▶ _Work to complete_
How many lines in the data that follows contain the word "Allgemeine"? Only that number is needed.

Stored items

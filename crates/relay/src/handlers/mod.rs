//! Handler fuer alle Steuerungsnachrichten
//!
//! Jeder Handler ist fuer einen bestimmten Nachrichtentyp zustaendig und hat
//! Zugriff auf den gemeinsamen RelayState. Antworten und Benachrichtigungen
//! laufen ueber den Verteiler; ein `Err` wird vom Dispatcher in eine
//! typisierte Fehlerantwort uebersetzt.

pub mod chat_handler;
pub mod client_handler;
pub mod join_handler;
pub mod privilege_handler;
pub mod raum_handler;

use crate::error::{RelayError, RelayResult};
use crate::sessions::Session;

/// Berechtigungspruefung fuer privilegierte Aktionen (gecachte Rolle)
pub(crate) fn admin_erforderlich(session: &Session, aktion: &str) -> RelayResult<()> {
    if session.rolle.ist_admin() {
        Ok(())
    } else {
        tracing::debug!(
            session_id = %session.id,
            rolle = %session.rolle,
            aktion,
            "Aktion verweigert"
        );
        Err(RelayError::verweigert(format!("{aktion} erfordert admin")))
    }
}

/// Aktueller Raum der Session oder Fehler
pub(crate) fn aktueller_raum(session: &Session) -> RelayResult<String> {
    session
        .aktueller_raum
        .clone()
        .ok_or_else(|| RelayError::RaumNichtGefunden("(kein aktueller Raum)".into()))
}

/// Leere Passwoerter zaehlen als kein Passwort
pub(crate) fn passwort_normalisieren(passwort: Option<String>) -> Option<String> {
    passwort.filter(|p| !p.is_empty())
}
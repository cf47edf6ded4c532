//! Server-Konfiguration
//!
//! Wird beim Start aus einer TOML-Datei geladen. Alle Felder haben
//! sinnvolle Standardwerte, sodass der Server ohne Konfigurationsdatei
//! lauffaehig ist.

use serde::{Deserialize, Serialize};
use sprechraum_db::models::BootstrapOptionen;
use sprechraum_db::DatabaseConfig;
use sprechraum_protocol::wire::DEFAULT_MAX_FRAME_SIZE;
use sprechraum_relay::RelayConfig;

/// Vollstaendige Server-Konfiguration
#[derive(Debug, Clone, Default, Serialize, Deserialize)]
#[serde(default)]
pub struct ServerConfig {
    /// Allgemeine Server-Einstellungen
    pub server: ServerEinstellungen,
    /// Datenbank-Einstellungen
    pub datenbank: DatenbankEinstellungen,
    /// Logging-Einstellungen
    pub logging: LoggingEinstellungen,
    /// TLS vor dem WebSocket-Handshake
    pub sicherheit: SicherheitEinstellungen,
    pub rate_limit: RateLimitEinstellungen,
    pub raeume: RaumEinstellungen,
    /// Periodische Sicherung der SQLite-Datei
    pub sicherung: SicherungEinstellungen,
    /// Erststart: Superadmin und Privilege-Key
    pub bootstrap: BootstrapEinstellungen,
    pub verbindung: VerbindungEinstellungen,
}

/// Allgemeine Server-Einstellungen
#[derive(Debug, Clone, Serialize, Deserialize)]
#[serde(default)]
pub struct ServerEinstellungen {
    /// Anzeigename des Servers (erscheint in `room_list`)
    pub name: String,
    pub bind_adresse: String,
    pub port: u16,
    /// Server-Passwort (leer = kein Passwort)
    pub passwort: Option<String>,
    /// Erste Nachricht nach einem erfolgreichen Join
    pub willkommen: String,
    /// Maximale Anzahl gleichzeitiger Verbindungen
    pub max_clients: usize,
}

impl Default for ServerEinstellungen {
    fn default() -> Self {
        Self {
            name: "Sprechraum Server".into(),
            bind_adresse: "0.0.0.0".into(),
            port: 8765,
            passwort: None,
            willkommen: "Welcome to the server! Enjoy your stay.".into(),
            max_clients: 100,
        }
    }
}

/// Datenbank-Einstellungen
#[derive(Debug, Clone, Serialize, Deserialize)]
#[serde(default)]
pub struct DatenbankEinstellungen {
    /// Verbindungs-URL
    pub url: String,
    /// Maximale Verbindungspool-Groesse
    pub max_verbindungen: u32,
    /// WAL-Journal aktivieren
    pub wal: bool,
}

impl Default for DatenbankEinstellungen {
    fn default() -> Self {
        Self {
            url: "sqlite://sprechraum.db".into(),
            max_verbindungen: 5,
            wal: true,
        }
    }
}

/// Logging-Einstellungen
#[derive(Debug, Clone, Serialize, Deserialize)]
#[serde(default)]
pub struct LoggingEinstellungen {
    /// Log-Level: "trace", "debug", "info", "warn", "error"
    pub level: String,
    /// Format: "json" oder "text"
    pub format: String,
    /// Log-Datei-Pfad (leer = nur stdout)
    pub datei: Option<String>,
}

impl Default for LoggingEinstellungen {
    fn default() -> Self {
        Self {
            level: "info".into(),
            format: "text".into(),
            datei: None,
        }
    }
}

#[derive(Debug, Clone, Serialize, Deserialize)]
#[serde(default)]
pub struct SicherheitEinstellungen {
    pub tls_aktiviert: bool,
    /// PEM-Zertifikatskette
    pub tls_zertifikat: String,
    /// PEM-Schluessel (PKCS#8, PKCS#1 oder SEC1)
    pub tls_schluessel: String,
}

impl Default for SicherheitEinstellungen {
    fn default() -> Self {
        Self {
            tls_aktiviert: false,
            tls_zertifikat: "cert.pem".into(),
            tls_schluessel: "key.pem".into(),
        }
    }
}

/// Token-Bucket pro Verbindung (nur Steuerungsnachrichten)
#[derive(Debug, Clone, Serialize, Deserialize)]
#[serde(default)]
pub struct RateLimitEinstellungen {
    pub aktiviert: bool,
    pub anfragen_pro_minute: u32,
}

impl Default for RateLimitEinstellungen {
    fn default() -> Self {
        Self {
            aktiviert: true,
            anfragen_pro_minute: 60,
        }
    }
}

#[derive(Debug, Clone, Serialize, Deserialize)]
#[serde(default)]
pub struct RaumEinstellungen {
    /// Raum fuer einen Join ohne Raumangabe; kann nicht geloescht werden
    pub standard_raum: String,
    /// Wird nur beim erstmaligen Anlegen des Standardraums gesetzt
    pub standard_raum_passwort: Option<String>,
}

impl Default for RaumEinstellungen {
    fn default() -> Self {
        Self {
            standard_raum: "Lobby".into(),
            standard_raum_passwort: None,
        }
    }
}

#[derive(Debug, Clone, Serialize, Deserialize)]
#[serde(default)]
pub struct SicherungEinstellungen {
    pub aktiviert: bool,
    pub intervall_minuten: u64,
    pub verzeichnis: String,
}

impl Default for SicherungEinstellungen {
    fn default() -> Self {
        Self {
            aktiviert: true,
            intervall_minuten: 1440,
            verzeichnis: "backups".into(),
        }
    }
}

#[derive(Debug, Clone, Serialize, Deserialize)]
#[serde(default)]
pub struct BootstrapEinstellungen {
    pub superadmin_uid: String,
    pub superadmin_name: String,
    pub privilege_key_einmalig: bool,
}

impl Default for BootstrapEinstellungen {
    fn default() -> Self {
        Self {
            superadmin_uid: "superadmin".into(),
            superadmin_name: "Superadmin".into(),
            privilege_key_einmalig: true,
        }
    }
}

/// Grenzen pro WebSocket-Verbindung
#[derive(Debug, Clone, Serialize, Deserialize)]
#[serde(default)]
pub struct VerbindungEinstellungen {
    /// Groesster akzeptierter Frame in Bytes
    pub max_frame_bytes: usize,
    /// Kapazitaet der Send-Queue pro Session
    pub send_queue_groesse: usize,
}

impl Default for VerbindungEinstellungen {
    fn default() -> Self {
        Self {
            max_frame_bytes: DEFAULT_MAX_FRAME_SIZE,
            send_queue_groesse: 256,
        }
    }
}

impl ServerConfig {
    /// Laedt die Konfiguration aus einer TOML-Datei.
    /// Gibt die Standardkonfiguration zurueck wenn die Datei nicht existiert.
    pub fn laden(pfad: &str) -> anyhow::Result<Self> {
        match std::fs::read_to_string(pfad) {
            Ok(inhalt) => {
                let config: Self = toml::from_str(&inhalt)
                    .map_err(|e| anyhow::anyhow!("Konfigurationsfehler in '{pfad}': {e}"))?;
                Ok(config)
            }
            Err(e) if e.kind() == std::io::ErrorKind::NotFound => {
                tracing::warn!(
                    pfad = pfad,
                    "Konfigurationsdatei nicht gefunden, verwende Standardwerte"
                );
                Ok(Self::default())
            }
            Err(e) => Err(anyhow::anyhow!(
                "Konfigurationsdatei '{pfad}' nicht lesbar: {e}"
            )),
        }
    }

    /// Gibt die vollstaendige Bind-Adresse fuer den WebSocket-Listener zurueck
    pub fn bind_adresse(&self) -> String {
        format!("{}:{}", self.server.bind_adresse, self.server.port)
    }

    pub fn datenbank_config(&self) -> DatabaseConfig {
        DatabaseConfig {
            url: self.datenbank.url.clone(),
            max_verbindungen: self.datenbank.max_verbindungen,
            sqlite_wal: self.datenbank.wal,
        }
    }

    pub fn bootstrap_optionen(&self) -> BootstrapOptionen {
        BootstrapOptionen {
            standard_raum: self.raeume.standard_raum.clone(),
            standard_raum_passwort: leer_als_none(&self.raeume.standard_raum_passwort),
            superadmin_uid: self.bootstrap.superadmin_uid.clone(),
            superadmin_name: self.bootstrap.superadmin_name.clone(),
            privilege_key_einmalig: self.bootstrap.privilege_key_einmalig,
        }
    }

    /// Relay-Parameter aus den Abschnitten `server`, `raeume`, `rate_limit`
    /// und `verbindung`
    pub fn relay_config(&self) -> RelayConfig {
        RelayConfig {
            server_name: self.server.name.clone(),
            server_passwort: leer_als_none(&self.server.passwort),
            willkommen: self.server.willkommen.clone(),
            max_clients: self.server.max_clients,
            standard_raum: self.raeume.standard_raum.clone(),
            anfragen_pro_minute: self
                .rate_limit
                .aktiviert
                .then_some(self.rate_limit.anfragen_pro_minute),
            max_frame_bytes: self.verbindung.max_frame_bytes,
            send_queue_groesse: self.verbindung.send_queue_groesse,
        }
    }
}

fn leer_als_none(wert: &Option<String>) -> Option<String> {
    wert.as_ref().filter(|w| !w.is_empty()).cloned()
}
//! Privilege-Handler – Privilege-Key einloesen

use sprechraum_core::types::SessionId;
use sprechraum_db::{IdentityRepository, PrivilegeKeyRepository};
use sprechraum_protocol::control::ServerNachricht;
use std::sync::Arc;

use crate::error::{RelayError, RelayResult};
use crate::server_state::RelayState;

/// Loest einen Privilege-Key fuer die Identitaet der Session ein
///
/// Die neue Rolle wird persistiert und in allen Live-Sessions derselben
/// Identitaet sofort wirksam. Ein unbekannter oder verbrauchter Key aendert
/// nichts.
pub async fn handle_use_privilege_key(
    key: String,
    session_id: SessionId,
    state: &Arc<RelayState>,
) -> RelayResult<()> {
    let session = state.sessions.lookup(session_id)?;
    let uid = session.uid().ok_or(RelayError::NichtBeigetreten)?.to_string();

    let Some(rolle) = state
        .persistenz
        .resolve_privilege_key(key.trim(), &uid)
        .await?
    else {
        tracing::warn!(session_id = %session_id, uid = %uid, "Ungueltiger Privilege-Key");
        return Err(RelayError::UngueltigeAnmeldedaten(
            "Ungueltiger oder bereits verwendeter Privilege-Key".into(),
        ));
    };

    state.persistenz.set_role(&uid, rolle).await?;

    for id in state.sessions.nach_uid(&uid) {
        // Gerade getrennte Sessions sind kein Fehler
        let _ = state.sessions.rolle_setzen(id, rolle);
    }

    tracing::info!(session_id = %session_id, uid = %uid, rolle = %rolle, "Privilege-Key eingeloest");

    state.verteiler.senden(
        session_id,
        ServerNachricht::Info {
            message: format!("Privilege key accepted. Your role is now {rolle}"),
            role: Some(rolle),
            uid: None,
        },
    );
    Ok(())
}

▶ _Reply_
2